As of last count, a Google search returned more than 250 articles dealing with the T-Mobile outage while there were only 11 articles on Rackspace’s outage, even though it affected popular sites like TechCrunch, Daily Booth and Posterous. The higher visibility of the T-Mobile outage is likely a result of how consumer-oriented the service is. So the first lesson is, if you are a consumer-facing service, you need to have your PR people on the blog, Twitter, newspaper circuit offering statements and remedies quickly.

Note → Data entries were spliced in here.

//! Shift lifecycle: open, close and force close

use bigdecimal::BigDecimal;
use tracing::{debug, info, warn};

use crate::ledger::summary::summarize;
use crate::traits::*;
use crate::types::*;

/// Shift manager for opening and closing the register
pub struct ShiftManager<S: RegisterStorage> {
    pub(crate) storage: S,
    validator: Box<dyn ShiftValidator>,
}

impl<S: RegisterStorage> ShiftManager<S> {
    /// Create a new shift manager
    pub fn new(storage: S) -> Self {
        Self {
            storage,
            validator: Box::new(DefaultShiftValidator::default()),
        }
    }

    /// Create a new shift manager with custom validator
    pub fn with_validator(storage: S, validator: Box<dyn ShiftValidator>) -> Self {
        Self { storage, validator }
    }

    /// Check the inputs of an open without touching storage
    pub fn validate_opening(
        &self,
        opening_balance: &BigDecimal,
        opened_by: &str,
    ) -> RegisterResult<()> {
        self.validator.validate_opening(opening_balance, opened_by)
    }

    /// Open a new shift with the declared opening balance
    ///
    /// Fails with `ShiftAlreadyOpen` if another shift is open; the store
    /// rejects the insert even if the check here races with another open.
    pub async fn open_shift(
        &mut self,
        opening_balance: BigDecimal,
        opened_by: String,
    ) -> RegisterResult<Shift> {
        self.validate_opening(&opening_balance, &opened_by)?;

        if let Some(existing) = self.storage.find_open_shift().await? {
            warn!(shift_id = %existing.id, "Refusing to open: a shift is already open");
            return Err(RegisterError::ShiftAlreadyOpen(existing.id));
        }

        let shift = Shift::new(opening_balance, opened_by);
        let stored = self.storage.insert_shift(&shift).await?;

        info!(
            shift_id = %stored.id,
            opening_balance = %stored.opening_balance,
            opened_by = %stored.opened_by,
            "Shift opened"
        );
        Ok(stored)
    }

    /// The currently open shift, queried from storage every time
    pub async fn current_shift(&self) -> RegisterResult<Option<Shift>> {
        self.storage.find_open_shift().await
    }

    /// Get a shift by ID
    pub async fn get_shift(&self, shift_id: &str) -> RegisterResult<Option<Shift>> {
        self.storage.get_shift(shift_id).await
    }

    /// Get a shift by ID, returning an error if not found
    pub async fn get_shift_required(&self, shift_id: &str) -> RegisterResult<Shift> {
        self.storage
            .get_shift(shift_id)
            .await?
            .ok_or_else(|| RegisterError::ShiftNotFound(shift_id.to_string()))
    }

    /// Most recently closed shifts
    pub async fn shift_history(&self, limit: usize) -> RegisterResult<Vec<Shift>> {
        self.storage.list_closed_shifts(limit).await
    }

    /// Transactions inside a shift's window
    pub async fn shift_transactions(&self, shift: &Shift) -> RegisterResult<Vec<Transaction>> {
        self.storage
            .list_transactions_since(shift.opened_at, shift.closed_at)
            .await
    }

    /// Load the shift's transactions and summarize them
    pub async fn summarize_shift(&self, shift: &Shift) -> RegisterResult<ShiftSummary> {
        let transactions = self.shift_transactions(shift).await?;
        let summary = summarize(shift, &transactions);
        debug!(
            shift_id = %shift.id,
            transactions = summary.transaction_count,
            total = %summary.total,
            expected_cash = %summary.expected_cash,
            "Shift summarized"
        );
        Ok(summary)
    }

    /// Load the stored record of a shift that must still be open
    async fn stored_open_shift(&self, shift: &Shift) -> RegisterResult<Shift> {
        let stored = self.get_shift_required(&shift.id).await?;
        if !stored.is_open() {
            warn!(shift_id = %stored.id, "Stored shift is no longer open");
            return Err(RegisterError::ShiftNotOpen(stored.id));
        }
        Ok(stored)
    }

    /// Close an open shift with the counted cash
    ///
    /// Records the expected cash, the counted cash and their difference
    /// (counted minus expected). Expected cash is computed from the stored
    /// shift, not the caller's copy. The store applies the close only if the
    /// shift is still open, so a second close fails with `ShiftNotOpen`.
    pub async fn close_shift(
        &mut self,
        shift: &Shift,
        closing_balance: BigDecimal,
        closed_by: String,
        notes: String,
    ) -> RegisterResult<Shift> {
        if !shift.is_open() {
            warn!(shift_id = %shift.id, "Refusing to close: shift is not open");
            return Err(RegisterError::ShiftNotOpen(shift.id.clone()));
        }

        self.validator
            .validate_closing(&closing_balance, &closed_by, &notes)?;

        let stored = self.stored_open_shift(shift).await?;
        let summary = self.summarize_shift(&stored).await?;
        let patch = ShiftPatch::close(summary.expected_cash, closing_balance, closed_by, notes);
        let closed = self.storage.update_shift(&stored.id, &patch).await?;

        info!(
            shift_id = %closed.id,
            expected = ?closed.expected_balance.as_ref().map(ToString::to_string),
            counted = ?closed.closing_balance.as_ref().map(ToString::to_string),
            difference = ?closed.difference_amount.as_ref().map(ToString::to_string),
            "Shift closed"
        );
        Ok(closed)
    }

    /// Close an open shift without a cash count
    ///
    /// The expected cash is still recorded; counted cash and difference stay
    /// empty and the shift is flagged as an abnormal close.
    pub async fn force_close_shift(
        &mut self,
        shift: &Shift,
        closed_by: String,
        notes: String,
    ) -> RegisterResult<Shift> {
        if !shift.is_open() {
            warn!(shift_id = %shift.id, "Refusing to force close: shift is not open");
            return Err(RegisterError::ShiftNotOpen(shift.id.clone()));
        }

        self.validator.validate_force_close(&closed_by, &notes)?;

        let stored = self.stored_open_shift(shift).await?;
        let summary = self.summarize_shift(&stored).await?;
        let patch = ShiftPatch::force_close(summary.expected_cash, closed_by, notes);
        let closed = self.storage.update_shift(&stored.id, &patch).await?;

        warn!(
            shift_id = %closed.id,
            expected = ?closed.expected_balance.as_ref().map(ToString::to_string),
            "Shift force closed without cash count"
        );
        Ok(closed)
    }
}
//! Integration tests for register-core

use bigdecimal::BigDecimal;
use register_core::{
    utils::{EnhancedSaleValidator, EnhancedShiftValidator, MemoryStorage},
    CashDifference, OpenPolicy, PaymentMethod, RegisterConfig, RegisterError, RegisterStorage,
    SaleBuilder, ShiftLedger, ShiftStatus, Transaction,
};
use std::str::FromStr;

fn dec(value: &str) -> BigDecimal {
    BigDecimal::from_str(value).unwrap()
}

#[tokio::test]
async fn test_balanced_close_out() {
    let _ = tracing_subscriber::fmt()
        .with_env_filter("register_core=debug")
        .with_test_writer()
        .try_init();

    let mut ledger = ShiftLedger::new(MemoryStorage::new());

    ledger
        .open_shift(dec("100.00"), "stylist-1".to_string())
        .await
        .unwrap();
    ledger
        .record_transaction(dec("50.00"), PaymentMethod::Cash)
        .await
        .unwrap();
    ledger
        .record_transaction(dec("30.00"), PaymentMethod::Card)
        .await
        .unwrap();

    let closed = ledger
        .close_current_shift(dec("150.00"), "stylist-1".to_string(), String::new())
        .await
        .unwrap();

    assert_eq!(closed.status, ShiftStatus::Closed);
    assert_eq!(closed.expected_balance, Some(dec("150.00")));
    assert_eq!(closed.closing_balance, Some(dec("150.00")));
    assert_eq!(closed.difference_amount, Some(dec("0.00")));
    assert!(closed.closed_at.is_some());
    assert_eq!(closed.closed_by.as_deref(), Some("stylist-1"));
}

#[tokio::test]
async fn test_shortage_close_out() {
    let mut ledger = ShiftLedger::new(MemoryStorage::new());

    let shift = ledger
        .open_shift(dec("100.00"), "stylist-1".to_string())
        .await
        .unwrap();
    ledger
        .record_transaction(dec("20.00"), PaymentMethod::Cash)
        .await
        .unwrap();
    ledger
        .record_transaction(dec("15.00"), PaymentMethod::Transfer)
        .await
        .unwrap();

    let summary = ledger.summarize_shift(&shift).await.unwrap();
    assert_eq!(summary.total, dec("35.00"));
    assert_eq!(summary.cash_total, dec("20.00"));
    assert_eq!(summary.transfer_total, dec("15.00"));
    assert_eq!(summary.expected_cash, dec("120.00"));

    let closed = ledger
        .close_shift(
            &shift,
            dec("110.00"),
            "manager".to_string(),
            "Missing a ten".to_string(),
        )
        .await
        .unwrap();

    assert_eq!(closed.expected_balance, Some(dec("120.00")));
    assert_eq!(closed.difference_amount, Some(dec("-10.00")));
    assert_eq!(
        closed.cash_difference(),
        Some(CashDifference::Shortage(dec("10.00")))
    );
    assert_eq!(closed.notes, "Missing a ten");
}

#[tokio::test]
async fn test_sale_without_open_shift_is_refused() {
    let storage = MemoryStorage::new();
    let mut ledger = ShiftLedger::new(storage.clone());

    let result = ledger
        .record_transaction(dec("25.00"), PaymentMethod::Cash)
        .await;

    assert!(matches!(result, Err(RegisterError::RegisterClosed)));
    assert!(storage.list_recent_transactions(10).await.unwrap().is_empty());
}

#[tokio::test]
async fn test_closing_twice_fails() {
    let mut ledger = ShiftLedger::new(MemoryStorage::new());

    let shift = ledger
        .open_shift(dec("50"), "stylist-1".to_string())
        .await
        .unwrap();
    let closed = ledger
        .close_shift(&shift, dec("50"), "stylist-1".to_string(), String::new())
        .await
        .unwrap();

    let again = ledger
        .close_shift(&closed, dec("50"), "stylist-1".to_string(), String::new())
        .await;
    assert!(matches!(again, Err(RegisterError::ShiftNotOpen(_))));

    let no_current = ledger
        .close_current_shift(dec("50"), "stylist-1".to_string(), String::new())
        .await;
    assert!(matches!(no_current, Err(RegisterError::ShiftNotOpen(_))));
}

#[tokio::test]
async fn test_zero_float_and_surplus() {
    let mut ledger = ShiftLedger::new(MemoryStorage::new());

    let shift = ledger
        .open_shift(dec("0.00"), "stylist-1".to_string())
        .await
        .unwrap();
    let summary = ledger.current_summary().await.unwrap().unwrap();
    assert_eq!(summary.expected_cash, dec("0.00"));
    assert_eq!(summary.transaction_count, 0);

    let closed = ledger
        .close_shift(&shift, dec("0.50"), "stylist-1".to_string(), String::new())
        .await
        .unwrap();
    assert_eq!(closed.difference_amount, Some(dec("0.50")));
    assert!(matches!(
        closed.cash_difference(),
        Some(CashDifference::Surplus(_))
    ));
}

#[tokio::test]
async fn test_only_one_open_shift() {
    let mut ledger = ShiftLedger::new(MemoryStorage::new());

    let first = ledger
        .open_shift(dec("10"), "stylist-1".to_string())
        .await
        .unwrap();
    let second = ledger.open_shift(dec("20"), "stylist-2".to_string()).await;

    match second {
        Err(RegisterError::ShiftAlreadyOpen(id)) => assert_eq!(id, first.id),
        other => panic!("expected ShiftAlreadyOpen, got {:?}", other),
    }
    assert_eq!(ledger.current_shift().await.unwrap().unwrap().id, first.id);
}

#[tokio::test]
async fn test_late_sales_do_not_leak_into_next_shift() {
    let storage = MemoryStorage::new();
    let config = RegisterConfig::default().with_open_policy(OpenPolicy::Reject);
    let mut ledger = ShiftLedger::with_config(storage.clone(), config);

    let morning = ledger
        .open_shift(dec("100"), "stylist-1".to_string())
        .await
        .unwrap();
    ledger
        .record_transaction(dec("40"), PaymentMethod::Cash)
        .await
        .unwrap();
    let morning = ledger
        .close_shift(&morning, dec("140"), "stylist-1".to_string(), String::new())
        .await
        .unwrap();

    // A sale written by another client after close, before the next open
    let mut stray = Transaction::new(dec("500"), PaymentMethod::Cash);
    stray.created_at = morning.closed_at.unwrap();
    storage.seed_transaction(stray).unwrap();

    let evening = ledger
        .open_shift(dec("80"), "stylist-2".to_string())
        .await
        .unwrap();
    ledger
        .record_transaction(dec("12"), PaymentMethod::Paypal)
        .await
        .unwrap();

    let evening_summary = ledger.summarize_shift(&evening).await.unwrap();
    assert_eq!(evening_summary.total, dec("12"));
    assert_eq!(evening_summary.other_total, dec("12"));
    assert_eq!(evening_summary.expected_cash, dec("80"));

    let morning_summary = ledger.summarize_shift(&morning).await.unwrap();
    assert_eq!(morning_summary.total, dec("40"));
    assert_eq!(morning_summary.expected_cash, dec("140"));
}

#[tokio::test]
async fn test_every_bucket_in_one_shift() {
    let mut ledger = ShiftLedger::new(MemoryStorage::new());
    ledger
        .open_shift(dec("200"), "stylist-1".to_string())
        .await
        .unwrap();

    for method in PaymentMethod::ALL {
        ledger
            .record_transaction(dec("10.00"), method)
            .await
            .unwrap();
    }

    let summary = ledger.current_summary().await.unwrap().unwrap();
    assert_eq!(summary.transaction_count, 7);
    assert_eq!(summary.total, dec("70.00"));
    assert_eq!(summary.cash_total, dec("10.00"));
    assert_eq!(summary.card_total, dec("30.00"));
    assert_eq!(summary.transfer_total, dec("10.00"));
    assert_eq!(summary.other_total, dec("20.00"));
    assert_eq!(summary.expected_cash, dec("210.00"));
    assert!(summary.is_balanced());
}

#[tokio::test]
async fn test_history_and_recent_lists() {
    let config = RegisterConfig {
        history_limit: 2,
        recent_transactions_limit: 3,
        ..RegisterConfig::default()
    };
    let mut ledger = ShiftLedger::with_config(MemoryStorage::new(), config);

    let mut closed_ids = Vec::new();
    for round in 0..3 {
        ledger
            .open_shift(dec("10"), "stylist-1".to_string())
            .await
            .unwrap();
        ledger
            .record_transaction(BigDecimal::from(round + 1), PaymentMethod::Card)
            .await
            .unwrap();
        ledger
            .record_transaction(BigDecimal::from(round + 1), PaymentMethod::Cash)
            .await
            .unwrap();
        let closed = ledger
            .close_current_shift(dec("10"), "stylist-1".to_string(), String::new())
            .await
            .unwrap();
        closed_ids.push(closed.id);
    }

    let history = ledger.shift_history().await.unwrap();
    assert_eq!(history.len(), 2);
    assert_eq!(history[0].id, closed_ids[2]);
    assert_eq!(history[1].id, closed_ids[1]);

    let recent = ledger.recent_transactions().await.unwrap();
    assert_eq!(recent.len(), 3);
    assert!(recent
        .windows(2)
        .all(|pair| pair[0].created_at >= pair[1].created_at));
}

#[tokio::test]
async fn test_itemised_sale_with_enhanced_validation() {
    let storage = MemoryStorage::new();
    let config = RegisterConfig::default();
    let mut ledger = ShiftLedger::with_validators(
        storage,
        config.clone(),
        Box::new(EnhancedShiftValidator {
            max_notes_len: config.max_notes_len,
        }),
        Box::new(EnhancedSaleValidator {
            max_notes_len: config.max_notes_len,
        }),
    );

    let too_precise = ledger
        .open_shift(dec("10.001"), "stylist-1".to_string())
        .await;
    assert!(matches!(too_precise, Err(RegisterError::Validation(_))));

    ledger
        .open_shift(dec("10.00"), "stylist-1".to_string())
        .await
        .unwrap();

    let sale = SaleBuilder::new(PaymentMethod::Cash)
        .item("colour".to_string(), 1, dec("45.00"))
        .item("blow-dry".to_string(), 1, dec("15.00"))
        .client("client-3".to_string())
        .created_by("stylist-1".to_string())
        .notes("Regular".to_string())
        .build()
        .unwrap();
    let recorded = ledger.record_sale(sale).await.unwrap();
    assert_eq!(recorded.total_amount, dec("60.00"));

    let sent = ledger.mark_message_sent(&recorded.id).await.unwrap();
    assert!(sent.message_sent);
    assert_eq!(ledger.get_transaction(&recorded.id).await.unwrap().items.len(), 2);

    let summary = ledger.current_summary().await.unwrap().unwrap();
    assert_eq!(summary.expected_cash, dec("70.00"));
}

#[tokio::test]
async fn test_store_failure_surfaces_on_close() {
    let storage = MemoryStorage::new();
    let mut ledger = ShiftLedger::new(storage.clone());

    let shift = ledger
        .open_shift(dec("100"), "stylist-1".to_string())
        .await
        .unwrap();

    storage.set_unavailable(true);
    let result = ledger
        .close_shift(&shift, dec("100"), "stylist-1".to_string(), String::new())
        .await;
    assert!(matches!(result, Err(RegisterError::Storage(_))));

    storage.set_unavailable(false);
    let still_open = ledger.current_shift().await.unwrap().unwrap();
    assert_eq!(still_open.id, shift.id);
    assert!(still_open.is_open());
}
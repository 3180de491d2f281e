//! Shift summary aggregation

use bigdecimal::BigDecimal;

use crate::types::*;

/// Summarize the takings of a shift
///
/// Only completed transactions inside the shift window (see
/// [`Shift::covers`]) are counted. Each one is added to the total and to the
/// bucket of its payment method, so the bucket totals always add up to the
/// total. Pure: the same inputs always give the same summary.
pub fn summarize(shift: &Shift, transactions: &[Transaction]) -> ShiftSummary {
    let mut summary = ShiftSummary {
        shift_id: shift.id.clone(),
        transaction_count: 0,
        total: BigDecimal::from(0),
        cash_total: BigDecimal::from(0),
        card_total: BigDecimal::from(0),
        transfer_total: BigDecimal::from(0),
        other_total: BigDecimal::from(0),
        expected_cash: BigDecimal::from(0),
    };

    for transaction in transactions
        .iter()
        .filter(|t| t.is_completed() && shift.covers(t.created_at))
    {
        let amount = &transaction.total_amount;
        summary.transaction_count += 1;
        summary.total += amount;
        match transaction.payment_method.bucket() {
            PaymentBucket::Cash => summary.cash_total += amount,
            PaymentBucket::Card => summary.card_total += amount,
            PaymentBucket::Transfer => summary.transfer_total += amount,
            PaymentBucket::Other => summary.other_total += amount,
        }
    }

    summary.expected_cash = &shift.opening_balance + &summary.cash_total;
    summary
}

#[cfg(test)]
mod tests {
    use super::*;
    use chrono::Duration;
    use std::str::FromStr;

    fn dec(value: &str) -> BigDecimal {
        BigDecimal::from_str(value).unwrap()
    }

    fn sale(shift: &Shift, amount: &str, method: PaymentMethod, offset_minutes: i64) -> Transaction {
        let mut transaction = Transaction::new(dec(amount), method);
        transaction.created_at = shift.opened_at + Duration::minutes(offset_minutes);
        transaction.shift_id = Some(shift.id.clone());
        transaction
    }

    #[test]
    fn test_buckets_add_up_to_total() {
        let shift = Shift::new(dec("100.00"), "user-1".to_string());
        let transactions: Vec<Transaction> = PaymentMethod::ALL
            .iter()
            .enumerate()
            .map(|(i, method)| sale(&shift, "12.50", *method, i as i64))
            .collect();

        let summary = summarize(&shift, &transactions);

        assert_eq!(summary.transaction_count, 7);
        assert_eq!(summary.total, dec("87.50"));
        assert_eq!(summary.cash_total, dec("12.50"));
        assert_eq!(summary.card_total, dec("37.50"));
        assert_eq!(summary.transfer_total, dec("12.50"));
        assert_eq!(summary.other_total, dec("25.00"));
        assert_eq!(summary.expected_cash, dec("112.50"));
        assert!(summary.is_balanced());
    }

    #[test]
    fn test_only_completed_transactions_count() {
        let shift = Shift::new(dec("0"), "user-1".to_string());
        let mut pending = sale(&shift, "40", PaymentMethod::Cash, 1);
        pending.status = TransactionStatus::Pending;
        let mut cancelled = sale(&shift, "15", PaymentMethod::Card, 2);
        cancelled.status = TransactionStatus::Cancelled;
        let completed = sale(&shift, "10", PaymentMethod::Cash, 3);

        let summary = summarize(&shift, &[pending, cancelled, completed]);

        assert_eq!(summary.transaction_count, 1);
        assert_eq!(summary.total, dec("10"));
        assert_eq!(summary.expected_cash, dec("10"));
    }

    #[test]
    fn test_window_is_bounded_at_both_ends() {
        let mut shift = Shift::new(dec("50"), "user-1".to_string());
        shift.status = ShiftStatus::Closed;
        shift.closed_at = Some(shift.opened_at + Duration::hours(4));

        let before = sale(&shift, "5", PaymentMethod::Cash, -10);
        let inside = sale(&shift, "20", PaymentMethod::Cash, 30);
        let after_close = sale(&shift, "99", PaymentMethod::Cash, 5 * 60);

        let summary = summarize(&shift, &[before, inside, after_close]);

        assert_eq!(summary.transaction_count, 1);
        assert_eq!(summary.cash_total, dec("20"));
        assert_eq!(summary.expected_cash, dec("70"));
    }

    #[test]
    fn test_empty_shift_expects_opening_balance() {
        let shift = Shift::new(dec("0.00"), "user-1".to_string());
        let summary = summarize(&shift, &[]);
        assert_eq!(summary.total, dec("0"));
        assert_eq!(summary.expected_cash, dec("0.00"));
        assert!(summary.is_balanced());
    }

    #[test]
    fn test_summarize_is_pure() {
        let shift = Shift::new(dec("100"), "user-1".to_string());
        let transactions = vec![
            sale(&shift, "20", PaymentMethod::Cash, 1),
            sale(&shift, "15", PaymentMethod::Transfer, 2),
        ];
        assert_eq!(
            summarize(&shift, &transactions),
            summarize(&shift, &transactions)
        );
    }
}
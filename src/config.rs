//! Register configuration

use serde::{Deserialize, Serialize};

use crate::traits::DEFAULT_MAX_NOTES_LEN;

/// What to do when a shift is opened while another one is still open
#[derive(Debug, Clone, Copy, PartialEq, Eq, Default, Serialize, Deserialize)]
#[serde(rename_all = "snake_case")]
pub enum OpenPolicy {
    /// Refuse to open with `ShiftAlreadyOpen`
    #[default]
    Reject,
    /// Force-close the previous shift without a cash count, then open
    AutoClose,
}

impl OpenPolicy {
    fn parse(value: &str) -> Option<Self> {
        match value.trim().to_ascii_lowercase().as_str() {
            "reject" => Some(OpenPolicy::Reject),
            "auto_close" | "auto-close" | "autoclose" => Some(OpenPolicy::AutoClose),
            _ => None,
        }
    }
}

/// Register configuration
///
/// # Environment variables
///
/// | Variable | Default | Meaning |
/// |----------|---------|---------|
/// | REGISTER_OPEN_POLICY | reject | `reject` or `auto_close` |
/// | REGISTER_HISTORY_LIMIT | 10 | closed shifts returned by history |
/// | REGISTER_RECENT_LIMIT | 50 | transactions returned by the recent list |
/// | REGISTER_MAX_NOTES_LEN | 500 | longest accepted notes text |
#[derive(Debug, Clone, PartialEq, Eq, Serialize, Deserialize)]
#[serde(default)]
pub struct RegisterConfig {
    pub open_policy: OpenPolicy,
    pub history_limit: usize,
    pub recent_transactions_limit: usize,
    pub max_notes_len: usize,
}

impl Default for RegisterConfig {
    fn default() -> Self {
        Self {
            open_policy: OpenPolicy::Reject,
            history_limit: 10,
            recent_transactions_limit: 50,
            max_notes_len: DEFAULT_MAX_NOTES_LEN,
        }
    }
}

impl RegisterConfig {
    /// Load configuration from the environment
    ///
    /// Unset or unparsable variables fall back to the defaults.
    pub fn from_env() -> Self {
        Self::from_lookup(|key| std::env::var(key).ok())
    }

    fn from_lookup(lookup: impl Fn(&str) -> Option<String>) -> Self {
        let defaults = Self::default();
        let number = |key: &str, fallback: usize| {
            lookup(key)
                .and_then(|v| v.trim().parse::<usize>().ok())
                .unwrap_or(fallback)
        };

        Self {
            open_policy: lookup("REGISTER_OPEN_POLICY")
                .and_then(|v| OpenPolicy::parse(&v))
                .unwrap_or(defaults.open_policy),
            history_limit: number("REGISTER_HISTORY_LIMIT", defaults.history_limit),
            recent_transactions_limit: number(
                "REGISTER_RECENT_LIMIT",
                defaults.recent_transactions_limit,
            ),
            max_notes_len: number("REGISTER_MAX_NOTES_LEN", defaults.max_notes_len),
        }
    }

    pub fn with_open_policy(mut self, open_policy: OpenPolicy) -> Self {
        self.open_policy = open_policy;
        self
    }
}
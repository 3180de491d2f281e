//! # Register Core
//!
//! Cash register shift ledger for a salon point of sale: opening and
//! closing register shifts, recording sales against the open shift, and
//! reconciling the cash in the drawer at close.
//!
//! ## Features
//!
//! - **Shift lifecycle**: open with a declared float, close with a cash count, or force close
//! - **Sales**: amounts or service line items, refused while the register is closed
//! - **Summaries**: takings per payment-method bucket and expected cash, bounded to the shift window
//! - **Reconciliation**: counted minus expected, classified as surplus or shortage
//! - **Storage abstraction**: database-agnostic design with trait-based storage
//!
//! ## Quick Start
//!
//! ```rust
//! use register_core::utils::MemoryStorage;
//! use register_core::{PaymentMethod, ShiftLedger};
//! use bigdecimal::BigDecimal;
//!
//! # async fn run() -> register_core::RegisterResult<()> {
//! let mut ledger = ShiftLedger::new(MemoryStorage::new());
//! ledger.open_shift(BigDecimal::from(100), "user-1".to_string()).await?;
//! ledger.record_transaction(BigDecimal::from(20), PaymentMethod::Cash).await?;
//! let closed = ledger
//!     .close_current_shift(BigDecimal::from(120), "user-1".to_string(), String::new())
//!     .await?;
//! assert_eq!(closed.difference_amount, Some(BigDecimal::from(0)));
//! # Ok(())
//! # }
//! ```

pub mod config;
pub mod ledger;
pub mod traits;
pub mod types;
pub mod utils;

// Re-export commonly used types
pub use config::*;
pub use ledger::*;
pub use traits::*;
pub use types::*;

The second lesson can be found in how the events were handled. When it came to handling the outage, T-Mobile issued fairly regular updates but hasn’t yet provided any insight into what happened. In an age of transparency, this doesn’t go over well. Meanwhile, Rackspace has a very detailed status page that offers actual information on what went wrong and what it’s doing to fix it. Additionally, Rackspace offered actual people for its customers to call.
Other enterprise-focused services should take a lesson from Rackspace, especially when it comes to delivering cloud services. Take Google for instance; during a July App Engine platform outage, I got several emails from people who were frustrated that Google didn’t give them much information on the problem. One of those emails (I’m keeping the person’s name out of this as he is dependent on Google to host some of his information) noted: “I think the time is appropriate for a real critique of the offering, and force them to answer publicly about what they’re doing to fix whatever architectural flaw is knocking the service down every 2 or 3 weeks.”
Google’s stoplight metric (which offers only “no issues, investigating or service disruption”), paired with intermittent, vague blog posts, isn’t likely to cut it for long. If Google wants to play in the enterprise with its cloud platforms and services, it’s going to have to have people on hand to offer real customer service (something I’m not sure Google ever does — although, when Om complained about Gmail, a media relations person did get us someone on the phone) and provide better updates.
Last week, I chatted with Steven Cakebread, the former CFO of Saleforce.com, about service level agreements for demand computing and platforms as a service for the enterprise. In our conversation, he said that, until there’s more competition, Google and Amazon won’t have a huge incentive to explain outages in detail or get people on the job of explaining and holding customer’s hands during outages. So I suppose it’s a good thing IBM, Savvis, Rackspace, Terremark and others are all crowding into this space.